← All Briefs

The MVP Is an Experiment, and Experiments Are Meant to Die

The "M" in MVP has quietly come to mean "first version" — the smallest thing you can ship and then keep. That reading guts the entire idea. An MVP is not a small product. It is an experiment, and an experiment that cannot fail was never an experiment; it was a launch with extra steps.

The purpose of a minimum viable product is to buy a specific piece of learning at the lowest possible cost: does this solve a real problem for real people who will act on it. That framing has consequences founders dislike. It means the MVP is disposable by design — built to answer a question, not to be the foundation you pour the next two years of engineering onto. Treating it as a foundation is how teams scale the scaffolding and then wonder why the building keeps cracking.

It also means the healthiest outcome is sometimes death. An MVP that dies at the right time — that returns a clear "no" in six weeks — is a success, not a failure. It bought the most valuable thing a startup can own: the truth, early, while it was still cheap. The failure is the MVP that overstays, propped up because it exists, accruing users and code and sunk cost until killing it feels like killing the company.

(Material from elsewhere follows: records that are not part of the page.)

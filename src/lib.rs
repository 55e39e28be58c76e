//! News aggregation and bookmarking service.
//!
//! - [`storage`]: in-memory record store, article queries and bookmarks
//! - [`api`]: axum router translating HTTP requests into store calls
//! - [`config`]: optional TOML configuration
//! - [`util`]: input cleaning and validation

pub mod api;
pub mod config;
pub mod storage;
pub mod util;
use axum::extract::rejection::QueryRejection;
use axum::extract::{Query, State};
use axum::Json;
use serde::{Deserialize, Serialize};

use super::{ApiError, AppState};
use crate::storage::{Article, Category, ALL_CATEGORIES};
use crate::util::ValidationError;

#[derive(Debug, Default, Deserialize)]
pub struct ArticlesQuery {
    pub category: Option<String>,
    pub search: Option<String>,
}

/// One entry of the category menu
#[derive(Debug, Clone, PartialEq, Eq, Serialize)]
pub struct CategoryInfo {
    pub id: &'static str,
    pub label: &'static str,
}

/// `GET /api/articles?category=&search=`
///
/// A non-blank `search` wins over `category`; a `category` of `all` (or
/// empty) means no filter.
pub(crate) async fn list_articles(
    State(state): State<AppState>,
    query: Result<Query<ArticlesQuery>, QueryRejection>,
) -> Result<Json<Vec<Article>>, ApiError> {
    let Query(query) = query?;

    // Blank means no filter; otherwise the query is matched as given
    let search = query
        .search
        .as_deref()
        .filter(|s| !s.trim().is_empty());
    let category = query
        .category
        .as_deref()
        .filter(|c| !c.is_empty() && *c != ALL_CATEGORIES);

    if let Some(search) = search {
        if search.len() > state.max_search_query_length {
            return Err(ValidationError::single(
                "search",
                format!(
                    "must be at most {} characters",
                    state.max_search_query_length
                ),
            )
            .into());
        }
    }

    let store = state.read()?;
    let articles = match (search, category) {
        (Some(search), _) => store.search_articles(search),
        (None, Some(category)) => store.articles_by_category(category),
        (None, None) => store.list_articles(),
    };
    Ok(Json(articles))
}

/// `GET /api/categories`: the "all" pseudo-category followed by the vocabulary.
pub(crate) async fn list_categories() -> Json<Vec<CategoryInfo>> {
    let mut categories = vec![CategoryInfo {
        id: ALL_CATEGORIES,
        label: "All News",
    }];
    categories.extend(Category::ALL.into_iter().map(|c| CategoryInfo {
        id: c.as_str(),
        label: c.label(),
    }));
    Json(categories)
}
//! Toy constructed-language generator modeled loosely on Truku.
//!
//! This crate walks a player through three layers of a made-up language:
//! - Phonology: a sound inventory producing random syllables and words
//! - Morphology: named prefix/suffix rules applied to words
//! - Syntax: word-order templates assembling sentences and questions
//!
//! The [`session`] module sequences these layers into an interactive game
//! over any [`io::Console`].

/// Language layers: sound inventory, affix rules, sentence template, vocabulary.
pub mod model;

/// Interactive session state machine and its stages.
pub mod session;

/// Console abstraction (terminal and scripted).
pub mod io;

/// Session settings.
pub mod config;

/// Crate error type.
pub mod error;

pub use config::GameConfig;
pub use error::{Error, Result};
pub use session::{Session, SessionContext, SessionReport};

So the discipline is to keep asking what the MVP is for. Discovery does not end when it ships; it ends when the question is answered, and then a new question begins. Build less, learn faster, and stay willing to throw away the thing that taught you — because the moment you cannot bring yourself to kill the experiment, you have stopped experimenting and started hoping. And hope is the most expensive way to be wrong.

Link copied.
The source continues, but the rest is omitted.